:: MATERIAL FOR THIS TASK ::

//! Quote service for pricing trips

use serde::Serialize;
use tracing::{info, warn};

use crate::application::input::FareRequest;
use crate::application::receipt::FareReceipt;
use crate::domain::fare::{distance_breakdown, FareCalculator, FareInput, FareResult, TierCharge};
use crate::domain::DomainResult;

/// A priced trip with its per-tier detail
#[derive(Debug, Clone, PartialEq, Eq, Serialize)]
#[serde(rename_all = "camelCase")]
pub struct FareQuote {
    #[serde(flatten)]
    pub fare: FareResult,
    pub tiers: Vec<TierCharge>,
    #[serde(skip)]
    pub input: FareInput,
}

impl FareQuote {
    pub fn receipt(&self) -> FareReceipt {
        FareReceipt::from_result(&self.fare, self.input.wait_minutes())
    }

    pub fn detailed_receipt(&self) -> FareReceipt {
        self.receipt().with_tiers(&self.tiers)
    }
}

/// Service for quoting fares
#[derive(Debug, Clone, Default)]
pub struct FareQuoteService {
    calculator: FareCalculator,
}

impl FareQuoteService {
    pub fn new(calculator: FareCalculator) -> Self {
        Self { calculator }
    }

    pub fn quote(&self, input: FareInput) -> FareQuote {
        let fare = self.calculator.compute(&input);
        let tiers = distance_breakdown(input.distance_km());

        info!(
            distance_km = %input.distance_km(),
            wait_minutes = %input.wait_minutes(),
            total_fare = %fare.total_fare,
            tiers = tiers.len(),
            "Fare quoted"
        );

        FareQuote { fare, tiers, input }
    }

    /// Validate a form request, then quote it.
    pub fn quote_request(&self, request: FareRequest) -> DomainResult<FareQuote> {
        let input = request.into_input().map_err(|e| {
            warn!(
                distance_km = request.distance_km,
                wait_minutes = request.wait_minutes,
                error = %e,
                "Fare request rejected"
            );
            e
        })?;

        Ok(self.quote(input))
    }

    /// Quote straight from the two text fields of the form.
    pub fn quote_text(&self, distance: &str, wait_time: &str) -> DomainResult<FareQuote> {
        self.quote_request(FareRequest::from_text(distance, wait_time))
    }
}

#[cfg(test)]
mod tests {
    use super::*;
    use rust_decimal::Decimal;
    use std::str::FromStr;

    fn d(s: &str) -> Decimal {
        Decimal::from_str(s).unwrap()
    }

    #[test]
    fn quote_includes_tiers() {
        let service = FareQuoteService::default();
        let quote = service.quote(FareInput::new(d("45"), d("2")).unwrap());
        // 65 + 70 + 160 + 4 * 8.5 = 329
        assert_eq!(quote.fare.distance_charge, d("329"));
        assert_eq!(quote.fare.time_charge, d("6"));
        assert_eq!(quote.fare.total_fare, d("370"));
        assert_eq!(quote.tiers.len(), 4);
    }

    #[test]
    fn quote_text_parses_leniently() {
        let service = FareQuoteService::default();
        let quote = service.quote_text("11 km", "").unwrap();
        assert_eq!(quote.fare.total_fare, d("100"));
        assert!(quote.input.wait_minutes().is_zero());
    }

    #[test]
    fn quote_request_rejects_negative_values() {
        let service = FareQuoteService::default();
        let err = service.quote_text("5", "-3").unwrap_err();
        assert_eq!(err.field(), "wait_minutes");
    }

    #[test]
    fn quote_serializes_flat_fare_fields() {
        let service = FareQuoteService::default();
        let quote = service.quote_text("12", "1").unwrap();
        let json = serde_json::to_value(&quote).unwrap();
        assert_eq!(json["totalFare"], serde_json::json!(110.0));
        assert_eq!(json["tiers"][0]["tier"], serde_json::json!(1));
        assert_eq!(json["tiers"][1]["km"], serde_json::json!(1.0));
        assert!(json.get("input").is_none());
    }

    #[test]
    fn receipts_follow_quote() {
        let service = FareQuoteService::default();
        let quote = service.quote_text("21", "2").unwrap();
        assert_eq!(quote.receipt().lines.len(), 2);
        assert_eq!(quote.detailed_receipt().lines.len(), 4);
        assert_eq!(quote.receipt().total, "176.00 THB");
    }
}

:::

:: WHAT NEEDS TO BE DONE ::
Return all of the above records exactly, leaving no line out.

:: EXPECTED ANSWER ::
//! Quote service for pricing trips

use serde::Serialize;
use tracing::{info, warn};

use crate::application::input::FareRequest;
use crate::application::receipt::FareReceipt;
use crate::domain::fare::{distance_breakdown, FareCalculator, FareInput, FareResult, TierCharge};
use crate::domain::DomainResult;

/// A priced trip with its per-tier detail
#[derive(Debug, Clone, PartialEq, Eq, Serialize)]
#[serde(rename_all = "camelCase")]
pub struct FareQuote {
    #[serde(flatten)]
    pub fare: FareResult,
    pub tiers: Vec<TierCharge>,
    #[serde(skip)]
    pub input: FareInput,
}

impl FareQuote {
    pub fn receipt(&self) -> FareReceipt {
        FareReceipt::from_result(&self.fare, self.input.wait_minutes())
    }

    pub fn detailed_receipt(&self) -> FareReceipt {
        self.receipt().with_tiers(&self.tiers)
    }
}

/// Service for quoting fares
#[derive(Debug, Clone, Default)]
pub struct FareQuoteService {
    calculator: FareCalculator,
}

impl FareQuoteService {
    pub fn new(calculator: FareCalculator) -> Self {
        Self { calculator }
    }

    pub fn quote(&self, input: FareInput) -> FareQuote {
        let fare = self.calculator.compute(&input);
        let tiers = distance_breakdown(input.distance_km());

        info!(
            distance_km = %input.distance_km(),
            wait_minutes = %input.wait_minutes(),
            total_fare = %fare.total_fare,
            tiers = tiers.len(),
            "Fare quoted"
        );

        FareQuote { fare, tiers, input }
    }

    /// Validate a form request, then quote it.
    pub fn quote_request(&self, request: FareRequest) -> DomainResult<FareQuote> {
        let input = request.into_input().map_err(|e| {
            warn!(
                distance_km = request.distance_km,
                wait_minutes = request.wait_minutes,
                error = %e,
                "Fare request rejected"
            );
            e
        })?;

        Ok(self.quote(input))
    }

    /// Quote straight from the two text fields of the form.
    pub fn quote_text(&self, distance: &str, wait_time: &str) -> DomainResult<FareQuote> {
        self.quote_request(FareRequest::from_text(distance, wait_time))
    }
}

#[cfg(test)]
mod tests {
    use super::*;
    use rust_decimal::Decimal;
    use std::str::FromStr;

    fn d(s: &str) -> Decimal {
        Decimal::from_str(s).unwrap()
    }

    #[test]
    fn quote_includes_tiers() {
        let service = FareQuoteService::default();
        let quote = service.quote(FareInput::new(d("45"), d("2")).unwrap());
        // 65 + 70 + 160 + 4 * 8.5 = 329
        assert_eq!(quote.fare.distance_charge, d("329"));
        assert_eq!(quote.fare.time_charge, d("6"));
        assert_eq!(quote.fare.total_fare, d("370"));
        assert_eq!(quote.tiers.len(), 4);
    }

    #[test]
    fn quote_text_parses_leniently() {
        let service = FareQuoteService::default();
        let quote = service.quote_text("11 km", "").unwrap();
        assert_eq!(quote.fare.total_fare, d("100"));
        assert!(quote.input.wait_minutes().is_zero());
    }

    #[test]
    fn quote_request_rejects_negative_values() {
        let service = FareQuoteService::default();
        let err = service.quote_text("5", "-3").unwrap_err();
        assert_eq!(err.field(), "wait_minutes");
    }

    #[test]
    fn quote_serializes_flat_fare_fields() {
        let service = FareQuoteService::default();
        let quote = service.quote_text("12", "1").unwrap();
        let json = serde_json::to_value(&quote).unwrap();
        assert_eq!(json["totalFare"], serde_json::json!(110.0));
        assert_eq!(json["tiers"][0]["tier"], serde_json::json!(1));
        assert_eq!(json["tiers"][1]["km"], serde_json::json!(1.0));
        assert!(json.get("input").is_none());
    }

    #[test]
    fn receipts_follow_quote() {
        let service = FareQuoteService::default();
        let quote = service.quote_text("21", "2").unwrap();
        assert_eq!(quote.receipt().lines.len(), 2);
        assert_eq!(quote.detailed_receipt().lines.len(), 4);
        assert_eq!(quote.receipt().total, "176.00 THB");
    }
}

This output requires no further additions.